ゾウは服の匂いと色だけで「危険な人間」を見分けている

チナミニチンチラが読み上げます(3分59秒)

ゾウは記憶力がいい、賢い動物だ――多くの人はそう聞くと、「昔置かれた餌の場所を覚えている」程度の逸話を思い浮かべるだろう。仲間の顔を何年も忘れない、水場の位置を覚えている、といった話も広く知られている。

だが、ケニアのアンボセリ国立公園で行われた調査は、その「記憶力」の中身が想像以上に細かいことを明らかにした。ゾウは、人間が着ていた服の匂いを嗅いだだけで、その持ち主がどの民族に属するかまで判別していたのだ。銃声や車のエンジン音のような分かりやすい危険信号ではなく、服に残ったにおいという曖昧な手がかりだけで、目の前にいない相手の正体を見抜いていたことになる。

研究チームは、周辺に暮らす二つの民族、マサイとカンバの人々が実際に着用した服を用意し、ゾウの群れに順番に匂いを嗅がせた。マサイは伝統的に牛を放牧して暮らし、水や草地をめぐってゾウと衝突した際には槍を投げて追い払う、あるいは仕留めることさえある人々だ。若い男性には、ライオンなど大型動物に立ち向かう通過儀礼の伝統も残る。一方のカンバは主に農耕を営み、ゾウと直接争う機会がほとんどない。ゾウにとって、両者は「同じ人間」でも脅威度がまるで違う相手なのだ。

結果は明確だった。ゾウはカンバの服の匂いにはさほど反応しなかったが、マサイの服の匂いを嗅いだ個体は、群れで身を寄せ合い、鼻を高く上げて周囲を警戒するなど、はっきりとした恐怖反応を見せた。さらに、その場を離れた後の最初の1分間の移動速度を比べると、マサイの匂いを嗅いだ後の方が有意に速く逃げていたという。服の持ち主を見てすらいない、匂いという情報だけで、離れた場所にいる「敵」の脅威度まで評価し、逃げ足の速さにまで反映させていたことになる。

驚きはここで終わらない。研究チームは今度は匂いを一切使わず、色だけの実験も行った。真っ白な布と、マサイの若い男性が伝統的に身につける赤い布を見せたところ、ゾウは赤い布に対してだけ、突進するようなそぶりを見せるなど明らかに攻撃的な反応を示した。匂いという手がかりが何もなくても、「赤色」という視覚情報だけで警戒レベルを引き上げていたのだ。

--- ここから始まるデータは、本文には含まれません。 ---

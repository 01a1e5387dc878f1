use std::sync::atomic::{AtomicBool, Ordering};
use std::sync::Arc;

use chrono::Utc;
use tokio::time::{sleep, Duration};

use super::Engine;
use crate::config::BotConfig;
use crate::error::EngineError;
use crate::exchange::{ExchangeClient, MarketDataSource};
use crate::execution::TickPrices;
use crate::models::validate_candles;
use crate::notify::{Notifier, NotifyEvent};

/// Live/polling driver: fetch candles, run one engine tick, sleep.
///
/// Collaborators are chosen once at construction (paper or real order
/// routing); the tick pipeline itself is the same one the backtester
/// drives. Cancellation is cooperative: the stop flag is polled at the
/// top of each tick and never interrupts in-flight collaborator calls.
pub struct LiveTrader<M, E, N> {
    market: M,
    exchange: E,
    notifier: N,
    engine: Engine,
    symbol: String,
    timeframe: String,
    fetch_limit: usize,
    poll_interval: Duration,
    retry_delay: Duration,
    stop: Arc<AtomicBool>,
}

impl<M, E, N> LiveTrader<M, E, N>
where
    M: MarketDataSource,
    E: ExchangeClient,
    N: Notifier,
{
    pub fn new(config: &BotConfig, market: M, exchange: E, notifier: N) -> Self {
        let engine = Engine::new(config, Utc::now());
        let fetch_limit = (engine.warmup_len() * 2).max(100);
        let poll_interval = Duration::from_secs(config.poll_interval_seconds);

        Self {
            market,
            exchange,
            notifier,
            engine,
            symbol: config.symbol.clone(),
            timeframe: config.timeframe.clone(),
            fetch_limit,
            poll_interval,
            retry_delay: poll_interval.min(Duration::from_secs(30)),
            stop: Arc::new(AtomicBool::new(false)),
        }
    }

    /// Flag that stops the loop at the top of the next tick.
    pub fn stop_handle(&self) -> Arc<AtomicBool> {
        self.stop.clone()
    }

    pub fn engine(&self) -> &Engine {
        &self.engine
    }

    /// Poll until stopped. Recoverable failures (no data, rejected
    /// orders) are logged and retried after a short delay; configuration
    /// and computation errors abort the loop.
    pub async fn run(&mut self) -> Result<(), EngineError> {
        tracing::info!(
            "Starting live loop on {} ({}), polling every {:?}",
            self.symbol,
            self.timeframe,
            self.poll_interval
        );

        loop {
            if self.stop.load(Ordering::SeqCst) {
                tracing::info!("Stop requested, leaving live loop");
                break;
            }

            match self.tick_once().await {
                Ok(()) => sleep(self.poll_interval).await,
                Err(e) if e.is_recoverable() => {
                    tracing::warn!("Tick skipped: {}", e);
                    self.notifier
                        .notify(&NotifyEvent::Error {
                            message: format!("tick skipped: {}", e),
                        })
                        .await;
                    sleep(self.retry_delay).await;
                }
                Err(e) => {
                    tracing::error!("Fatal engine error: {}", e);
                    self.notifier
                        .notify(&NotifyEvent::Error {
                            message: format!("fatal: {}", e),
                        })
                        .await;
                    return Err(e);
                }
            }
        }

        Ok(())
    }

    async fn tick_once(&mut self) -> Result<(), EngineError> {
        let candles = self
            .market
            .fetch_candles(&self.symbol, &self.timeframe, self.fetch_limit)
            .await?;

        let needed = self.engine.warmup_len();
        let Some(latest) = candles.last() else {
            return Err(EngineError::DataUnavailable(
                "market data source returned no candles".to_string(),
            ));
        };
        if candles.len() < needed {
            return Err(EngineError::DataUnavailable(format!(
                "insufficient candles: got {}, need {}",
                candles.len(),
                needed
            )));
        }
        validate_candles(&candles)?;

        let tick = TickPrices::from_last(latest.close);
        let outcome = self
            .engine
            .run_tick(&self.exchange, &self.notifier, &candles, tick, Utc::now())
            .await?;

        tracing::info!(
            "Tick @ {:.4}: {} closed, {} open, tp1 hits {}",
            tick.last,
            outcome.closed.len(),
            self.engine.ledger().open_count(),
            outcome.tp1_hits
        );

        Ok(())
    }
}
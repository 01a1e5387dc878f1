// Capability surfaces for the engine's external collaborators.
//
// The driver selects one implementation of each trait at construction
// (paper fills or the real exchange); decision logic never branches on
// trading mode.

pub mod paper;

use crate::error::EngineError;
use crate::models::{Balance, Candle, Side};

pub use paper::PaperExchange;

/// Acknowledgement of a filled order.
#[derive(Debug, Clone, PartialEq)]
pub struct OrderAck {
    pub order_id: String,
    pub fill_price: f64,
    pub amount: f64,
}

/// Produces ordered OHLCV candle sequences for a symbol.
pub trait MarketDataSource {
    fn fetch_candles(
        &self,
        symbol: &str,
        timeframe: &str,
        limit: usize,
    ) -> impl std::future::Future<Output = Result<Vec<Candle>, EngineError>> + Send;
}

/// Balance, pricing and order routing for one exchange account.
///
/// Calls are synchronous point-in-time requests from the engine's view:
/// the driver awaits each to completion before moving on. `price` on the
/// order methods is the driver's reference price; simulated exchanges
/// fill at it, real ones submit market orders and report the actual fill.
pub trait ExchangeClient {
    fn get_balance(
        &self,
        currency: &str,
    ) -> impl std::future::Future<Output = Result<Balance, EngineError>> + Send;

    fn get_market_price(
        &self,
        symbol: &str,
    ) -> impl std::future::Future<Output = Result<f64, EngineError>> + Send;

    /// Open a position on `side`.
    fn place_order(
        &self,
        symbol: &str,
        side: Side,
        amount: f64,
        price: f64,
    ) -> impl std::future::Future<Output = Result<OrderAck, EngineError>> + Send;

    /// Close `amount` of an open position on `side`.
    fn close_position(
        &self,
        symbol: &str,
        side: Side,
        amount: f64,
        price: f64,
    ) -> impl std::future::Future<Output = Result<OrderAck, EngineError>> + Send;

    /// Declared amount precision (decimal places) for the symbol, when
    /// known. None means orders go out unrounded.
    fn amount_precision(&self, symbol: &str) -> Option<u32>;
}
//! # Ports Layer
//!
//! Trait boundaries between the client and its collaborators.

pub mod outbound;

においで個体や集団を嗅ぎ分ける動物は珍しくないが、特定の民族が儀式で好んで身につける色まで危険信号として学習していたことになる。

つまりゾウは、匂いと色という二つの独立した手がかりから、目の前にいない人間の集団を「危険」「安全」に仕分ける学習能力を持っている。単なる条件反射ではなく、経験の蓄積をもとに人間という一つの種の中でさらに下位集団まで識別する、極めて高度な社会的認知能力だと研究者は指摘する。

ちなみに、

ゾウの群れでは経験豊富な年長のメスがリーダーを務めることが多い。「どの人間が危険か」という知識も、こうした年長個体から若い個体へと世代を超えて伝えられていくと考えられている。